This article appears in print in the November 2018 issue. Click here to subscribe.

To say that Ethan Stowell is a busy man is perhaps the greatest understatement of the year. Not only is he an award-winning chef and restaurateur, but an active philanthropist and father to two young boys. In a span of two weeks in May, he added two new restaurants to his growing empire: Super Bueno, a kid-friendly Mexican joint on that developing strip of Stone Way N, and Cortina, a fine dining restaurant downtown with a decidedly different clientele and vibe.


CLASS ACT: Cortina is a Stowell eatery through and through, from bucatini to burrata

“Cortina is right in our wheelhouse,” Stowell says by phone before jetting off to Nagoya, Japan, for a restaurant project he worked on at the airport there. Cortina fits the profile of a Stowell establishment: a contemporary, 8,000-square-foot space in neutral tones—with a crazy long bar able to seat more people than many other entire restaurants—offering a menu of pastas ($19–$26) and pizzas ($17–$19). The menu reads swankier and more American than the likes of Tavolàta and Rione XIII, however; there are also entrées such as a New York strip steak ($52) and fresh seafood towers ($95–$175). It suits the needs of the neighborhood, from happy hours drawing well-heeled business professionals to pre-theater fare on date nights.

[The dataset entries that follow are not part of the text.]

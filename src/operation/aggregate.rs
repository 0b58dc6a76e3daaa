//! Aggregations returning a cursor.

#[cfg(test)]
mod test;

use std::marker::PhantomData;

use derive_where::derive_where;
use serde::de::DeserializeOwned;
use tokio_util::sync::CancellationToken;

use crate::{
    binding::ReadBinding,
    bson::{doc, Bson, Document},
    cmap::{Command, RawCommandResponse, StreamDescription},
    cursor::AsyncCursor,
    error::{Error, Result},
    operation::{
        CursorBody,
        CursorInfo,
        OperationWithDefaults,
        Retryability,
        RetryableReadContext,
        RetryableReadOperation,
        RetryableReadOperationExecutor,
    },
    options::{append_options, AggregateOptions, CursorOptions, RetrySettings},
    serde_util,
    session::ClientSession,
    BoxFuture,
    Namespace,
};

/// What an aggregation runs against.
#[derive(Clone, Debug, PartialEq)]
#[non_exhaustive]
pub enum AggregateTarget {
    /// A database-level aggregation, e.g. one starting with `$currentOp`.
    Database(String),
    /// An aggregation over the documents of a collection.
    Collection(Namespace),
}

impl AggregateTarget {
    fn to_bson(&self) -> Bson {
        match self {
            AggregateTarget::Database(_) => Bson::Int32(1),
            AggregateTarget::Collection(ref ns) => Bson::String(ns.coll.to_string()),
        }
    }

    fn db_name(&self) -> &str {
        match self {
            AggregateTarget::Database(ref s) => s.as_str(),
            AggregateTarget::Collection(ref ns) => ns.db.as_str(),
        }
    }
}

impl From<Namespace> for AggregateTarget {
    fn from(ns: Namespace) -> Self {
        AggregateTarget::Collection(ns)
    }
}

/// The `aggregate` command itself.
#[derive(Debug)]
pub(crate) struct Aggregate {
    target: AggregateTarget,
    pipeline: Vec<Document>,
    options: AggregateOptions,
}

impl Aggregate {
    /// Aggregations that write their output are not run through this path.
    fn validate(&self) -> Result<()> {
        let writing_stage = self
            .pipeline
            .last()
            .and_then(serde_util::first_key)
            .filter(|stage| *stage == "$out" || *stage == "$merge");
        match writing_stage {
            Some(stage) => Err(Error::invalid_argument(format!(
                "pipelines ending in {stage} are not supported by a cursor-returning aggregation"
            ))),
            None => Ok(()),
        }
    }

    fn cursor_options(&self) -> CursorOptions {
        CursorOptions {
            batch_size: self.options.batch_size,
            limit: None,
            max_time: self.options.max_await_time,
            comment: self.options.comment.clone(),
        }
    }
}

impl OperationWithDefaults for Aggregate {
    type O = CursorInfo;

    const NAME: &'static str = "aggregate";

    fn build(&mut self, _description: &StreamDescription) -> Result<Command> {
        self.validate()?;
        let mut body = doc! {
            Self::NAME: self.target.to_bson(),
            "pipeline": self.pipeline.clone(),
            "cursor": {},
        };
        append_options(&mut body, Some(&self.options))?;

        Ok(Command::new(Self::NAME, self.target.db_name(), body))
    }

    fn handle_response(
        &self,
        response: RawCommandResponse,
        _description: &StreamDescription,
    ) -> Result<Self::O> {
        let body: CursorBody = response.body()?;
        Ok(body.cursor)
    }

    fn retryability(&self) -> Retryability {
        Retryability::Read
    }
}

/// Runs an aggregation pipeline and returns a cursor over its results, deserialized as `T`.
///
/// The command is executed through [`RetryableReadOperationExecutor`], so it is retried once
/// after a retryable error. The returned cursor keeps a handle on the server that answered.
#[derive_where(Debug)]
pub struct AggregateOperation<T> {
    command: Aggregate,
    #[derive_where(skip)]
    _phantom: PhantomData<fn() -> T>,
}

impl<T> AggregateOperation<T>
where
    T: DeserializeOwned + Send,
{
    /// Creates an aggregation of `pipeline` over `target`.
    pub fn new(
        target: impl Into<AggregateTarget>,
        pipeline: impl IntoIterator<Item = Document>,
        options: impl Into<Option<AggregateOptions>>,
    ) -> Self {
        Self {
            command: Aggregate {
                target: target.into(),
                pipeline: pipeline.into_iter().collect(),
                options: options.into().unwrap_or_default(),
            },
            _phantom: PhantomData,
        }
    }

    /// The stages that will be sent to the server.
    pub fn pipeline(&self) -> &[Document] {
        &self.command.pipeline
    }

    /// Selects a server through `binding` and runs the aggregation, retrying once if
    /// `retry_settings` allow it.
    pub async fn execute(
        &mut self,
        binding: &dyn ReadBinding,
        session: &mut ClientSession,
        retry_settings: RetrySettings,
        cancellation_token: CancellationToken,
    ) -> Result<AsyncCursor<T>> {
        self.command.validate()?;
        let mut context = RetryableReadContext::create(
            binding,
            session,
            retry_settings.retry_reads,
            cancellation_token,
        )
        .await?;
        RetryableReadOperationExecutor::execute(self, &mut context).await
    }
}

impl<T> RetryableReadOperation for AggregateOperation<T>
where
    T: DeserializeOwned + Send,
{
    type O = AsyncCursor<T>;

    fn execute_attempt<'a>(
        &'a mut self,
        context: &'a mut RetryableReadContext<'_>,
        attempt: u32,
        transaction_number: Option<i64>,
    ) -> BoxFuture<'a, Result<Self::O>> {
        Box::pin(async move {
            let info = RetryableReadOperation::execute_attempt(
                &mut self.command,
                &mut *context,
                attempt,
                transaction_number,
            )
            .await?;

            if let Some(at_cluster_time) = info.at_cluster_time {
                context.session_mut().set_snapshot_time(at_cluster_time);
            }
            Ok(AsyncCursor::new(
                context.channel_source().fork(),
                context.session().clone(),
                info.ns,
                info.id,
                info.first_batch,
                info.post_batch_resume_token,
                self.command.cursor_options(),
            ))
        })
    }

    fn retryability(&self) -> Retryability {
        Retryability::Read
    }
}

Super Bueno is another story. “It’s a new thing for us,” Stowell says of the colorful, casual spot half the size of Cortina, with a departure in cuisine style: a Mexican-inspired menu of kid-friendly quesadillas ($9) and platters of tacos packed with flavorful meat options (three for $14, five for $21 or 10 for $40). The idea came from Stowell’s wife and business partner (and new CEO of FareStart), Angela Stowell. “Super Bueno reminds us a lot of when we opened [the original] Ballard Pizza Company,” he says. “It was hard and fun, and every day it got better and better.”

Indeed, Super Bueno is reminiscent of Ballard Pizza Company, which has a sibling in Frelard, in the way it’s designed with both parents (good food and good drinks!) and kids (contained play space!) in mind. Stowell says it’s also built according to a similarly scalable recipe,with the idea that if this Super Bueno goes well, they can use the same formula to create Super Buenos in other neighborhoods around town.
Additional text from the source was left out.